As one of these “healthy poets,” I come tentatively and reverently—perhaps a bit self-consciously—to Silver’s work, particularly this final collection, published posthumously by Louisiana State University Press in 2021. Throughout her five books, Saint Agnostica included, Silver explores her experience with cancer and consequent confrontations with her own mortality.
Like all my favorite poetry, Krugovoy Silver’s work shines in part because of its brutal honesty. “Hating the Healthy Poets,” along with her other poems, refuses to soften things for the sake of the readers. Instead, Silver strives to capture the essential and disturbing realities of human experience.

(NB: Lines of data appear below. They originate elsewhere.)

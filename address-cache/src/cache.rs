use crate::address::Address;
use crate::deduplication::deduplicate_owned;
use crate::error::CacheError;
use crate::identity::{IdentityKey, KeyScheme};
use crate::store::SharedBlobStore;
use dashmap::DashMap;
use serde::{Deserialize, Serialize};
use std::sync::atomic::{AtomicUsize, Ordering};
use std::sync::Arc;
use std::time::Duration;
use strum_macros::{Display, EnumString};
use tokio::sync::Mutex;

/// How concurrent updates of the same record are handled
#[derive(Clone, Copy, Debug, Default, PartialEq, Eq, Hash, Display, EnumString)]
#[strum(serialize_all = "kebab-case")]
pub enum WritePolicy {
    /// Updates read, merge and write without coordination. When two updates
    /// of one identity overlap, the later write wins and addresses only the
    /// earlier one submitted are lost.
    #[default]
    LastWriterWins,
    /// Updates of one identity run one after another. Different identities
    /// still run in parallel.
    Serialized,
}

/// Configuration for the cache coordinator
#[derive(Clone, Copy, Debug, Default, PartialEq, Eq)]
pub struct CacheConfig {
    pub policy: WritePolicy,
    pub key_scheme: KeyScheme,
}

/// Receives the outcome of every cache update.
///
/// Updates usually run detached from any caller, so this is the only place
/// their failures become visible.
pub trait CacheObserver: Send + Sync {
    /// A request was answered and its cache update handed off
    fn request_processed(
        &self,
        _key: &IdentityKey,
        _submitted: usize,
        _removed: usize,
        _elapsed: Duration,
    ) {
    }
    fn update_started(&self, _key: &IdentityKey) {}
    fn update_succeeded(&self, key: &IdentityKey, stored: usize);
    fn update_failed(&self, key: &IdentityKey, error: &CacheError);
}

/// Reports update outcomes through the `log` facade
#[derive(Clone, Copy, Debug, Default)]
pub struct LogObserver;

impl CacheObserver for LogObserver {
    fn request_processed(
        &self,
        key: &IdentityKey,
        submitted: usize,
        removed: usize,
        elapsed: Duration,
    ) {
        log::debug!(
            "Processed {} addresses for {} in {:?}, {} duplicates removed",
            submitted,
            key,
            elapsed,
            removed
        );
    }

    fn update_started(&self, key: &IdentityKey) {
        log::debug!("Updating cache for {}", key);
    }

    fn update_succeeded(&self, key: &IdentityKey, stored: usize) {
        log::debug!("Cache for {} now holds {} addresses", key, stored);
    }

    fn update_failed(&self, key: &IdentityKey, error: &CacheError) {
        log::error!("Cache update for {} failed: {}", key, error);
    }
}

/// Counters of cache update outcomes
#[derive(Clone, Copy, Debug, Default, PartialEq, Eq, Serialize, Deserialize)]
pub struct CacheStats {
    pub in_flight: usize,
    pub succeeded: usize,
    pub failed: usize,
}

/// Counts update outcomes, then forwards them to an inner observer
pub struct CacheTelemetry {
    in_flight: AtomicUsize,
    succeeded: AtomicUsize,
    failed: AtomicUsize,
    inner: Arc<dyn CacheObserver>,
}

impl Default for CacheTelemetry {
    fn default() -> Self {
        Self::new(Arc::new(LogObserver))
    }
}

impl CacheTelemetry {
    pub fn new(inner: Arc<dyn CacheObserver>) -> Self {
        Self {
            in_flight: AtomicUsize::new(0),
            succeeded: AtomicUsize::new(0),
            failed: AtomicUsize::new(0),
            inner,
        }
    }

    pub fn stats(&self) -> CacheStats {
        CacheStats {
            in_flight: self.in_flight.load(Ordering::SeqCst),
            succeeded: self.succeeded.load(Ordering::SeqCst),
            failed: self.failed.load(Ordering::SeqCst),
        }
    }
}

impl CacheObserver for CacheTelemetry {
    fn request_processed(
        &self,
        key: &IdentityKey,
        submitted: usize,
        removed: usize,
        elapsed: Duration,
    ) {
        self.inner.request_processed(key, submitted, removed, elapsed);
    }

    fn update_started(&self, key: &IdentityKey) {
        self.in_flight.fetch_add(1, Ordering::SeqCst);
        self.inner.update_started(key);
    }

    fn update_succeeded(&self, key: &IdentityKey, stored: usize) {
        self.succeeded.fetch_add(1, Ordering::SeqCst);
        self.in_flight.fetch_sub(1, Ordering::SeqCst);
        self.inner.update_succeeded(key, stored);
    }

    fn update_failed(&self, key: &IdentityKey, error: &CacheError) {
        self.failed.fetch_add(1, Ordering::SeqCst);
        self.in_flight.fetch_sub(1, Ordering::SeqCst);
        self.inner.update_failed(key, error);
    }
}

/// Merges submitted addresses into the stored address set of each identity
pub struct CacheCoordinator {
    store: SharedBlobStore,
    observer: Arc<dyn CacheObserver>,
    config: CacheConfig,
    /// Per-record locks, only used by [`WritePolicy::Serialized`]
    locks: DashMap<String, Arc<Mutex<()>>>,
}

pub type SharedCacheCoordinator = Arc<CacheCoordinator>;

impl CacheCoordinator {
    pub fn new(
        store: SharedBlobStore,
        observer: Arc<dyn CacheObserver>,
        config: CacheConfig,
    ) -> Self {
        Self {
            store,
            observer,
            config,
            locks: DashMap::new(),
        }
    }

    pub fn config(&self) -> &CacheConfig {
        &self.config
    }

    /// Stored addresses of an identity, empty if nothing was stored yet
    pub async fn load(&self, key: &IdentityKey) -> Result<Vec<Address>, CacheError> {
        let record = key.record_name(self.config.key_scheme);
        self.load_record(&record).await
    }

    /// Merge `addresses` into the stored set of `key` and return the size of
    /// the stored set.
    ///
    /// The outcome is also reported to the observer.
    pub async fn update(
        &self,
        key: &IdentityKey,
        addresses: Vec<Address>,
    ) -> Result<usize, CacheError> {
        self.observer.update_started(key);

        let record = key.record_name(self.config.key_scheme);
        let result = match self.config.policy {
            WritePolicy::LastWriterWins => self.merge_and_store(&record, addresses).await,
            WritePolicy::Serialized => {
                let lock = self.lock_for(&record);
                let result = {
                    let _guard = lock.lock().await;
                    self.merge_and_store(&record, addresses).await
                };
                drop(lock);
                self.release_lock(&record);
                result
            }
        };

        match &result {
            Ok(stored) => self.observer.update_succeeded(key, *stored),
            Err(e) => self.observer.update_failed(key, e),
        }
        result
    }

    async fn load_record(&self, record: &str) -> Result<Vec<Address>, CacheError> {
        match self.store.read(record).await? {
            Some(bytes) => {
                serde_json::from_slice(&bytes).map_err(|source| CacheError::Decode {
                    record: record.to_string(),
                    source,
                })
            }
            None => Ok(vec![]),
        }
    }

    async fn merge_and_store(
        &self,
        record: &str,
        addresses: Vec<Address>,
    ) -> Result<usize, CacheError> {
        let mut merged = self.load_record(record).await?;
        merged.extend(addresses);

        let unique = deduplicate_owned(merged).unique;
        let bytes = serde_json::to_vec(&unique)?;
        self.store.write(record, bytes).await?;

        Ok(unique.len())
    }

    fn lock_for(&self, record: &str) -> Arc<Mutex<()>> {
        self.locks
            .entry(record.to_string())
            .or_insert_with(|| Arc::new(Mutex::new(())))
            .clone()
    }

    fn release_lock(&self, record: &str) {
        // the map holds the last reference once no task waits on the lock
        self.locks
            .remove_if(record, |_, lock| Arc::strong_count(lock) == 1);
    }
}

#[cfg(test)]
mod tests {
    use super::*;
    use crate::store::{BlobStore, FileBlobStore, MemoryBlobStore};
    use std::str::FromStr;
    use tempdir::TempDir;

    fn coordinator(store: SharedBlobStore, config: CacheConfig) -> CacheCoordinator {
        CacheCoordinator::new(store, Arc::new(LogObserver), config)
    }

    fn addr(country: &str, city: &str) -> Address {
        Address::new(country, city)
    }

    #[tokio::test]
    async fn test_load_without_record_is_empty() {
        let cache = coordinator(Arc::new(MemoryBlobStore::new()), CacheConfig::default());
        let loaded = cache.load(&IdentityKey::new("John", "Doe")).await.unwrap();
        assert!(loaded.is_empty());
    }

    #[tokio::test]
    async fn test_update_merges_with_existing_record() {
        let dir = TempDir::new("cache").unwrap();
        let config = CacheConfig {
            key_scheme: KeyScheme::Legacy,
            ..Default::default()
        };
        let cache = coordinator(Arc::new(FileBlobStore::new(dir.path())), config);
        let key = IdentityKey::new("John", "Doe");

        cache.update(&key, vec![addr("USA", "Baltimore")]).await.unwrap();
        let stored = cache
            .update(&key, vec![addr("USA", "Baltimore"), addr("USA", "Baltimore")])
            .await
            .unwrap();

        assert_eq!(stored, 1);
        assert_eq!(cache.load(&key).await.unwrap(), vec![addr("USA", "Baltimore")]);

        let raw = std::fs::read_to_string(dir.path().join("John_Doe.json")).unwrap();
        let on_disk: Vec<Address> = serde_json::from_str(&raw).unwrap();
        assert_eq!(on_disk, vec![addr("USA", "Baltimore")]);
    }

    #[tokio::test]
    async fn test_update_grows_set() {
        let cache = coordinator(Arc::new(MemoryBlobStore::new()), CacheConfig::default());
        let key = IdentityKey::new("Jane", "Roe");

        cache.update(&key, vec![addr("France", "Paris")]).await.unwrap();
        cache
            .update(&key, vec![addr("France", "Lyon"), addr("France", "Paris")])
            .await
            .unwrap();

        assert_eq!(
            cache.load(&key).await.unwrap(),
            vec![addr("France", "Paris"), addr("France", "Lyon")]
        );
    }

    #[tokio::test]
    async fn test_update_with_long_legacy_name() {
        let dir = TempDir::new("cache").unwrap();
        let config = CacheConfig {
            key_scheme: KeyScheme::Legacy,
            ..Default::default()
        };
        let cache = coordinator(Arc::new(FileBlobStore::new(dir.path())), config);
        let key = IdentityKey::new("x".repeat(300), "Doe");

        cache.update(&key, vec![addr("USA", "Boston")]).await.unwrap();

        assert_eq!(cache.load(&key).await.unwrap(), vec![addr("USA", "Boston")]);
    }

    #[tokio::test]
    async fn test_identities_are_independent() {
        let cache = coordinator(Arc::new(MemoryBlobStore::new()), CacheConfig::default());
        let john = IdentityKey::new("John", "Doe");
        let jane = IdentityKey::new("Jane", "Doe");

        cache.update(&john, vec![addr("USA", "Boston")]).await.unwrap();

        assert!(cache.load(&jane).await.unwrap().is_empty());
    }

    #[tokio::test]
    async fn test_corrupt_record_fails_update_and_is_kept() {
        let store = Arc::new(MemoryBlobStore::new());
        let cache = coordinator(store.clone(), CacheConfig::default());
        let key = IdentityKey::new("John", "Doe");
        let record = key.record_name(KeyScheme::Hashed);
        store.write(&record, b"{not json".to_vec()).await.unwrap();

        let err = cache.update(&key, vec![addr("USA", "Boston")]).await.unwrap_err();

        assert!(matches!(err, CacheError::Decode { .. }));
        assert!(matches!(cache.load(&key).await, Err(CacheError::Decode { .. })));
        assert_eq!(store.read(&record).await.unwrap(), Some(b"{not json".to_vec()));
    }

    #[tokio::test]
    async fn test_telemetry_counts_outcomes() {
        let store = Arc::new(MemoryBlobStore::new());
        let telemetry = Arc::new(CacheTelemetry::default());
        let cache = CacheCoordinator::new(store.clone(), telemetry.clone(), CacheConfig::default());
        let good = IdentityKey::new("John", "Doe");
        let bad = IdentityKey::new("Bad", "Record");
        store
            .write(&bad.record_name(KeyScheme::Hashed), b"oops".to_vec())
            .await
            .unwrap();

        cache.update(&good, vec![addr("USA", "Boston")]).await.unwrap();
        let _ = cache.update(&bad, vec![addr("USA", "Boston")]).await;

        assert_eq!(
            telemetry.stats(),
            CacheStats {
                in_flight: 0,
                succeeded: 1,
                failed: 1,
            }
        );
    }

    #[tokio::test]
    async fn test_serialized_policy_releases_locks() {
        let config = CacheConfig {
            policy: WritePolicy::Serialized,
            ..Default::default()
        };
        let cache = coordinator(Arc::new(MemoryBlobStore::new()), config);
        let key = IdentityKey::new("John", "Doe");

        cache.update(&key, vec![addr("USA", "Boston")]).await.unwrap();

        assert!(cache.locks.is_empty());
    }

    #[test]
    fn test_policy_names() {
        assert_eq!(
            WritePolicy::from_str("last-writer-wins").unwrap(),
            WritePolicy::LastWriterWins
        );
        assert_eq!(WritePolicy::from_str("serialized").unwrap(), WritePolicy::Serialized);
        assert_eq!(WritePolicy::LastWriterWins.to_string(), "last-writer-wins");
    }
}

Saint Agnostica especially does not seek to comfort the religious readers that Silver likely accumulated over years of producing writing that profoundly—and often positively—engaged with faith. Poems such as “Among the Losses” capture a relationship with God that feels emptied of presence and hope: “Many days, I want to throw my fists against God’s body. / But nothing, nothing.” “Three Songs for Doubt” suggests that a loss of faith might actually be a good thing, with lines like “It was a relief, setting faith free” and “Unbelief came upon me like a wind / and held me like I’d always hoped that God would.” Admittedly, even as someone who laps up poetry about doubt and religious angst, I found myself momentarily taken aback by this turn in Silver’s writing; her ability to go there—where people of faith like myself might step back or turn away—is a part of what makes these poems so valuable.
In one poem “Open,” Krugovoy Silver directly engages with a quotation from the biblical book Second Corinthians. The quotation is an admonition, from St. Paul, that the people he’s speaking to might “open wide” their hearts. The rest of the poem appears to be a refutation of those verses—or at the least, a qualifying statement that an open heart isn’t all it’s cracked up to be. In the words of the poem itself: “My heart narrows and narrows… / I shouldn’t be able to count the people / whom I love on my fingers.” Both illness and parenting (which Silver also references in this poem) are things that we often culturally associate with growth in empathy and open-heartedness, but Saint Agnostica challenges those assumptions—exposing both illness and parenting as sometimes-constricting realities.
Saint Agnostica’s uncomfortable honesty extends to almost every topic it tackles. For example, the poem “Being Ill” dismantles the ways that people dealing with serious illness are treated as inspiration porn. “There’s no heroism to it,” the poem opens. “Like getting dressed in the morning, / it’s just practice… / I’m just a limp sock in a dog’s mouth.” Meanwhile, another poem, “Poem for Dr. —,” exposes the brutality of the medical system by accusing a callous doctor of inhumanity through this line: “I want to watch her face turn human.”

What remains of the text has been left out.